Given information below:
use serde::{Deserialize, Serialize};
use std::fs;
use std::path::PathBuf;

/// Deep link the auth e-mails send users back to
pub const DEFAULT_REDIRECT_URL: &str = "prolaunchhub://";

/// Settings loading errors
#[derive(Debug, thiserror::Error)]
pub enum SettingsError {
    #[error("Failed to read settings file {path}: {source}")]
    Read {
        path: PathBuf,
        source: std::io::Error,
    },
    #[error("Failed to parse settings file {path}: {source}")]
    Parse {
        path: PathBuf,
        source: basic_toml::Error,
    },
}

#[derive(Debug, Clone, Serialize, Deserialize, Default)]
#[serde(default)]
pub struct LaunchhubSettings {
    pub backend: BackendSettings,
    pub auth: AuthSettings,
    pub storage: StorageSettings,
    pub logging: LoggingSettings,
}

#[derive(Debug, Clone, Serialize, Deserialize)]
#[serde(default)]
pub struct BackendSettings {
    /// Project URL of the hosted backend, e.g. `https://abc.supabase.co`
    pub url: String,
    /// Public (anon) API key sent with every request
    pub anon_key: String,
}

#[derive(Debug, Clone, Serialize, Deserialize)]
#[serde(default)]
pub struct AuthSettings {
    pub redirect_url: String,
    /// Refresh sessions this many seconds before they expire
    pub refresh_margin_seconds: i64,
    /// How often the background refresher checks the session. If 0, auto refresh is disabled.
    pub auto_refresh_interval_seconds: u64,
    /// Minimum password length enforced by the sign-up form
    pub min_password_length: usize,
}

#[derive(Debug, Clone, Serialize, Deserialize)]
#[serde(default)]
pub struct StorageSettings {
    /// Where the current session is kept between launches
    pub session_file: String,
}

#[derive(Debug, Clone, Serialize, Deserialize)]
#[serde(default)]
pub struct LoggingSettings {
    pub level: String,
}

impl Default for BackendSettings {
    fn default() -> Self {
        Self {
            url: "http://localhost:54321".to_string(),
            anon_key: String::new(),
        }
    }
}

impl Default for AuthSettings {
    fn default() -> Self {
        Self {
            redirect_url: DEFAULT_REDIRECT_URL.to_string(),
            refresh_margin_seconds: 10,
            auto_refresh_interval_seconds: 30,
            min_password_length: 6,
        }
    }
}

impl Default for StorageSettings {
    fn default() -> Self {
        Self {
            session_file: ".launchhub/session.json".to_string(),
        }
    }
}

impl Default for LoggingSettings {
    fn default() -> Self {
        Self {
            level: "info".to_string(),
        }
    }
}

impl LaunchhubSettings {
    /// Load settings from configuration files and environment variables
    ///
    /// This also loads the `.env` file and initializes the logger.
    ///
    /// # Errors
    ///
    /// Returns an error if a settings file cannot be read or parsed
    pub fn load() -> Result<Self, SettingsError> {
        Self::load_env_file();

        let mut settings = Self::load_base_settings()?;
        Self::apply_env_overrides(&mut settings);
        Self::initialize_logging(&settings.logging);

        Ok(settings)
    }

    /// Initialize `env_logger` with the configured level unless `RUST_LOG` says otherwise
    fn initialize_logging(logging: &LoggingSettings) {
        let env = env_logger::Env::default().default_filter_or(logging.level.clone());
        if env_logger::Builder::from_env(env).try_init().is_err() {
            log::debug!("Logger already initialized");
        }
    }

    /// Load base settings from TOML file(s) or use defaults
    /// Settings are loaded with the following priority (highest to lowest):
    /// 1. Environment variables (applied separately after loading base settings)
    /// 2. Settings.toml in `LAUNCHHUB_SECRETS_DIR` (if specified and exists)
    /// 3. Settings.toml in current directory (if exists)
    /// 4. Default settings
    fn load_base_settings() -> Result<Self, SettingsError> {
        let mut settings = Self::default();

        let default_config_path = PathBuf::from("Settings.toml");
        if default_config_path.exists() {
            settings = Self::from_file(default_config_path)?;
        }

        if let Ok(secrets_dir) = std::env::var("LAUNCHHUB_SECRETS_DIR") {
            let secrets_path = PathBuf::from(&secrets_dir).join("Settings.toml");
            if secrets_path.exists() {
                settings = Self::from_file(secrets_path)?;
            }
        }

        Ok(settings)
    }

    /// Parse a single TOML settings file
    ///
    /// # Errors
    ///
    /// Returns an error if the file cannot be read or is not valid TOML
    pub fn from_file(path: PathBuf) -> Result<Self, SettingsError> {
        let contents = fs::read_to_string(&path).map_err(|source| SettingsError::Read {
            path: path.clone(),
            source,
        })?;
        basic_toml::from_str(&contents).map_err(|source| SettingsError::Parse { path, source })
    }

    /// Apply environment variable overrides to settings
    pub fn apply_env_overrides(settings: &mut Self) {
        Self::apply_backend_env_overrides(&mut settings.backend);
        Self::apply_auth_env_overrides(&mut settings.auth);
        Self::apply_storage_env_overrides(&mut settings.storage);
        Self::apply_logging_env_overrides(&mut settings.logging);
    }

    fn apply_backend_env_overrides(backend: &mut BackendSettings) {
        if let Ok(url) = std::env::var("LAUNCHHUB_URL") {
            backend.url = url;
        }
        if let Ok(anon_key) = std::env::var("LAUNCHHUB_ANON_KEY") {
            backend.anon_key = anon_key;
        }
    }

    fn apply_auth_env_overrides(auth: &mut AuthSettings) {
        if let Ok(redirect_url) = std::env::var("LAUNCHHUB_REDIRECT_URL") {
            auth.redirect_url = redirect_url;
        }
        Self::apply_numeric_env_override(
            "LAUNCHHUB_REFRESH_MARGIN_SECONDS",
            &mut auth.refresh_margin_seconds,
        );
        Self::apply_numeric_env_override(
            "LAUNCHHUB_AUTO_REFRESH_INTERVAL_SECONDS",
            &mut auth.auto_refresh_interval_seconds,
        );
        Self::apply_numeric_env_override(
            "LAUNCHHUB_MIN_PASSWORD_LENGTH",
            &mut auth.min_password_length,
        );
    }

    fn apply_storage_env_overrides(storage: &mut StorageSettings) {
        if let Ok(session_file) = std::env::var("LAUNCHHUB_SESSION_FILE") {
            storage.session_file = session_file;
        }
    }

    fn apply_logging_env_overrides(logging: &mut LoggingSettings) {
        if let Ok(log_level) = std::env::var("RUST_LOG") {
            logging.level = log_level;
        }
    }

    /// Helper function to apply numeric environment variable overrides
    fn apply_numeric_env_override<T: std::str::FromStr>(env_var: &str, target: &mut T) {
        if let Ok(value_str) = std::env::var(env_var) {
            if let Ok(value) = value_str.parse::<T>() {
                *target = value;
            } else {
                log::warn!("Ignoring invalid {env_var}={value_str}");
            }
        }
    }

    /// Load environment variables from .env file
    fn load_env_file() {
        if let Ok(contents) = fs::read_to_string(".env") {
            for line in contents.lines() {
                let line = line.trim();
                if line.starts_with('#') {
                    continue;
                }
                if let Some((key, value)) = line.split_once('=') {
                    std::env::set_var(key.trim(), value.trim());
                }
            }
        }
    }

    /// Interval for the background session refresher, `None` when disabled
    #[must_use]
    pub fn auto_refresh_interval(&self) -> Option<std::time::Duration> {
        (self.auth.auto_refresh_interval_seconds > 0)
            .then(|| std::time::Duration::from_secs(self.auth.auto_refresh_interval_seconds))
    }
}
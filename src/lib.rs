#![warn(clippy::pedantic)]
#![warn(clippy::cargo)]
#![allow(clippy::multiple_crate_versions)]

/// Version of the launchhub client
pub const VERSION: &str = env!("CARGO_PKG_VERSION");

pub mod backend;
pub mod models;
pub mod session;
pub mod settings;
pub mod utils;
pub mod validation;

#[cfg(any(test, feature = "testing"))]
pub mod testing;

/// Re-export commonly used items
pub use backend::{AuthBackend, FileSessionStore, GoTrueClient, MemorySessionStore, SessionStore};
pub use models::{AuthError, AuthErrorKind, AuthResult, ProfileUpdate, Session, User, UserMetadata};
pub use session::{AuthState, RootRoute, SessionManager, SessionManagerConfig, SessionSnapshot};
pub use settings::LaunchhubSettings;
End of Given information.
--- Task item ---
Copy out each line of the listing where the string "contents" appears.

--- Task answer ---
        let contents = fs::read_to_string(&path).map_err(|source| SettingsError::Read {
        basic_toml::from_str(&contents).map_err(|source| SettingsError::Parse { path, source })
        if let Ok(contents) = fs::read_to_string(".env") {
            for line in contents.lines() {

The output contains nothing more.